What you need to do
Find the lines below in which the string "filename" occurs. Copy each one.

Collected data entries
»»
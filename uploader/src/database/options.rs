//! Connect options and driver selection.
//!
//! [`ConnectOptions`] is the driver-independent description of a target
//! database. It is turned into the matching `sqlx` options type only when a
//! connection is opened, so an unknown driver or a missing option never
//! reaches the network.

use serde::{Deserialize, Serialize};
use serde_json::Value;
use sqlx::mysql::{MySqlConnectOptions, MySqlSslMode};
use sqlx::postgres::{PgConnectOptions, PgSslMode};
use sqlx::sqlite::SqliteConnectOptions;
use std::collections::BTreeMap;
use std::fmt;
use std::str::FromStr;
use std::time::Duration;

use crate::error::{ConfigError, ConfigResult};

pub const DEFAULT_MYSQL_PORT: u16 = 3306;
pub const DEFAULT_PGSQL_PORT: u16 = 5432;

/// Supported database drivers
#[derive(Debug, Clone, Copy, PartialEq, Eq)]
pub enum Driver {
    MySql,
    Postgres,
    Sqlite,
}

impl Driver {
    /// Canonical driver name
    pub fn name(&self) -> &'static str {
        match self {
            Driver::MySql => "mysql",
            Driver::Postgres => "pgsql",
            Driver::Sqlite => "sqlite",
        }
    }

    /// Port used when `host` carries none
    pub fn default_port(&self) -> Option<u16> {
        match self {
            Driver::MySql => Some(DEFAULT_MYSQL_PORT),
            Driver::Postgres => Some(DEFAULT_PGSQL_PORT),
            Driver::Sqlite => None,
        }
    }

    /// Options that must be non-empty for this driver
    pub fn required_options(&self) -> &'static [&'static str] {
        match self {
            Driver::MySql | Driver::Postgres => &["host", "user", "password", "dbname"],
            Driver::Sqlite => &["path"],
        }
    }

    /// Driver-native overrides accepted in [`ConnectOptions::options`]
    pub fn native_options(&self) -> &'static [&'static str] {
        match self {
            Driver::MySql => &["charset", "ssl_mode"],
            Driver::Postgres => &["ssl_mode", "application_name"],
            Driver::Sqlite => &["create_if_missing", "foreign_keys", "busy_timeout"],
        }
    }
}

impl FromStr for Driver {
    type Err = ConfigError;

    fn from_str(s: &str) -> Result<Self, Self::Err> {
        match s.trim().to_lowercase().as_str() {
            "mysql" => Ok(Driver::MySql),
            "pgsql" | "postgres" | "postgresql" => Ok(Driver::Postgres),
            "sqlite" => Ok(Driver::Sqlite),
            _ => Err(ConfigError::UnknownDriver(s.to_string())),
        }
    }
}

impl fmt::Display for Driver {
    fn fmt(&self, f: &mut fmt::Formatter<'_>) -> fmt::Result {
        f.write_str(self.name())
    }
}

/// Driver-independent connection parameters.
///
/// Every field is optional at this level. Which ones are required depends on
/// the driver and is checked when the options are resolved.
#[derive(Debug, Clone, Default, PartialEq, Serialize, Deserialize)]
#[serde(default)]
pub struct ConnectOptions {
    pub driver: String,
    /// `host` or `host:port`
    pub host: String,
    #[serde(alias = "username")]
    pub user: String,
    pub password: String,
    #[serde(alias = "database")]
    pub dbname: String,
    /// SQLite database file, or `:memory:`
    pub path: String,
    /// Driver-native overrides
    pub options: BTreeMap<String, Value>,
}

/// Resolved, driver-specific connect options
#[derive(Debug, Clone)]
pub enum Target {
    MySql(MySqlConnectOptions),
    Postgres(PgConnectOptions),
    Sqlite(SqliteConnectOptions),
}

impl ConnectOptions {
    pub fn new(driver: impl Into<String>) -> Self {
        Self {
            driver: driver.into(),
            ..Self::default()
        }
    }

    /// SQLite options for a database file.
    pub fn sqlite(path: impl Into<String>) -> Self {
        Self {
            driver: "sqlite".to_string(),
            path: path.into(),
            ..Self::default()
        }
    }

    pub fn host(mut self, host: impl Into<String>) -> Self {
        self.host = host.into();
        self
    }

    pub fn user(mut self, user: impl Into<String>) -> Self {
        self.user = user.into();
        self
    }

    pub fn password(mut self, password: impl Into<String>) -> Self {
        self.password = password.into();
        self
    }

    pub fn dbname(mut self, dbname: impl Into<String>) -> Self {
        self.dbname = dbname.into();
        self
    }

    pub fn option(mut self, key: impl Into<String>, value: impl Into<Value>) -> Self {
        self.options.insert(key.into(), value.into());
        self
    }

    /// Overlay the non-empty fields of `other` on top of `self`.
    pub fn merge(mut self, other: ConnectOptions) -> Self {
        fn take(dst: &mut String, src: String) {
            if !src.trim().is_empty() {
                *dst = src;
            }
        }
        take(&mut self.driver, other.driver);
        take(&mut self.host, other.host);
        take(&mut self.user, other.user);
        take(&mut self.password, other.password);
        take(&mut self.dbname, other.dbname);
        take(&mut self.path, other.path);
        self.options.extend(other.options);
        self
    }

    /// Parse the driver name.
    pub fn driver(&self) -> ConfigResult<Driver> {
        self.driver.parse()
    }

    /// Check required options and build the `sqlx` options for the driver.
    pub fn resolve(&self) -> ConfigResult<Target> {
        let driver = self.driver()?;

        for option in driver.required_options() {
            if self.field(option).map_or(true, |v| v.trim().is_empty()) {
                return Err(ConfigError::MissingOption {
                    driver: driver.name().to_string(),
                    option: option.to_string(),
                });
            }
        }

        if let Some(key) = self
            .options
            .keys()
            .find(|k| !driver.native_options().contains(&k.as_str()))
        {
            return Err(invalid(driver, key, "unsupported option"));
        }

        match driver {
            Driver::MySql => self.mysql(driver).map(Target::MySql),
            Driver::Postgres => self.postgres(driver).map(Target::Postgres),
            Driver::Sqlite => self.sqlite_options(driver).map(Target::Sqlite),
        }
    }

    fn field(&self, name: &str) -> Option<&str> {
        match name {
            "host" => Some(self.host.as_str()),
            "user" => Some(self.user.as_str()),
            "password" => Some(self.password.as_str()),
            "dbname" => Some(self.dbname.as_str()),
            "path" => Some(self.path.as_str()),
            _ => None,
        }
    }

    fn mysql(&self, driver: Driver) -> ConfigResult<MySqlConnectOptions> {
        let (host, port) = parse_host(driver, &self.host)?;
        let mut opts = MySqlConnectOptions::new()
            .host(&host)
            .port(port)
            .username(self.user.trim())
            .password(self.password.trim())
            .database(self.dbname.trim());

        if let Some(charset) = self.string_option(driver, "charset")? {
            opts = opts.charset(&charset);
        }
        if let Some(mode) = self.string_option(driver, "ssl_mode")? {
            let mode = MySqlSslMode::from_str(&mode).map_err(|e| invalid(driver, "ssl_mode", e))?;
            opts = opts.ssl_mode(mode);
        }
        Ok(opts)
    }

    fn postgres(&self, driver: Driver) -> ConfigResult<PgConnectOptions> {
        let (host, port) = parse_host(driver, &self.host)?;
        let mut opts = PgConnectOptions::new()
            .host(&host)
            .port(port)
            .username(self.user.trim())
            .password(self.password.trim())
            .database(self.dbname.trim());

        if let Some(mode) = self.string_option(driver, "ssl_mode")? {
            let mode = PgSslMode::from_str(&mode).map_err(|e| invalid(driver, "ssl_mode", e))?;
            opts = opts.ssl_mode(mode);
        }
        if let Some(name) = self.string_option(driver, "application_name")? {
            opts = opts.application_name(&name);
        }
        Ok(opts)
    }

    fn sqlite_options(&self, driver: Driver) -> ConfigResult<SqliteConnectOptions> {
        let path = self.path.trim();
        let opts = if path == ":memory:" {
            SqliteConnectOptions::from_str("sqlite::memory:").map_err(|e| invalid(driver, "path", e))?
        } else {
            SqliteConnectOptions::new()
                .filename(path)
                .create_if_missing(self.bool_option(driver, "create_if_missing")?.unwrap_or(true))
        };

        let mut opts = opts;
        if let Some(enabled) = self.bool_option(driver, "foreign_keys")? {
            opts = opts.foreign_keys(enabled);
        }
        if let Some(seconds) = self.number_option(driver, "busy_timeout")? {
            opts = opts.busy_timeout(Duration::from_secs_f64(seconds));
        }
        Ok(opts)
    }

    fn string_option(&self, driver: Driver, key: &str) -> ConfigResult<Option<String>> {
        match self.options.get(key) {
            None | Some(Value::Null) => Ok(None),
            Some(Value::String(s)) if s.trim().is_empty() => Ok(None),
            Some(Value::String(s)) => Ok(Some(s.trim().to_string())),
            Some(_) => Err(invalid(driver, key, "expected a string")),
        }
    }

    fn bool_option(&self, driver: Driver, key: &str) -> ConfigResult<Option<bool>> {
        match self.options.get(key) {
            None | Some(Value::Null) => Ok(None),
            Some(Value::Bool(b)) => Ok(Some(*b)),
            Some(Value::Number(n)) => Ok(Some(n.as_i64() != Some(0))),
            Some(Value::String(s)) => match s.trim().to_lowercase().as_str() {
                "true" | "1" | "yes" | "on" => Ok(Some(true)),
                "false" | "0" | "no" | "off" => Ok(Some(false)),
                _ => Err(invalid(driver, key, "expected a boolean")),
            },
            Some(_) => Err(invalid(driver, key, "expected a boolean")),
        }
    }

    fn number_option(&self, driver: Driver, key: &str) -> ConfigResult<Option<f64>> {
        let value = match self.options.get(key) {
            None | Some(Value::Null) => return Ok(None),
            Some(Value::Number(n)) => n.as_f64(),
            Some(Value::String(s)) => s.trim().parse::<f64>().ok(),
            Some(_) => None,
        };
        match value {
            Some(v) if v.is_finite() && v >= 0.0 => Ok(Some(v)),
            _ => Err(invalid(driver, key, "expected a non-negative number of seconds")),
        }
    }
}

fn invalid(driver: Driver, option: &str, message: impl fmt::Display) -> ConfigError {
    ConfigError::InvalidOption {
        driver: driver.name().to_string(),
        option: option.to_string(),
        message: message.to_string(),
    }
}

/// Split `host:port` on the first colon, falling back to the driver's port.
pub fn parse_host(driver: Driver, host: &str) -> ConfigResult<(String, u16)> {
    let host = host.trim();
    let default_port = driver.default_port().unwrap_or_default();

    match host.split_once(':') {
        None => Ok((host.to_string(), default_port)),
        Some((name, port)) => {
            let port = port.trim();
            if port.is_empty() {
                return Ok((name.to_string(), default_port));
            }
            let port = port
                .parse::<u16>()
                .map_err(|_| invalid(driver, "host", format!("invalid port '{}'", port)))?;
            Ok((name.to_string(), port))
        }
    }
}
««
Response for this exercise
filename uploader/src/database/options.rs
                .filename(path)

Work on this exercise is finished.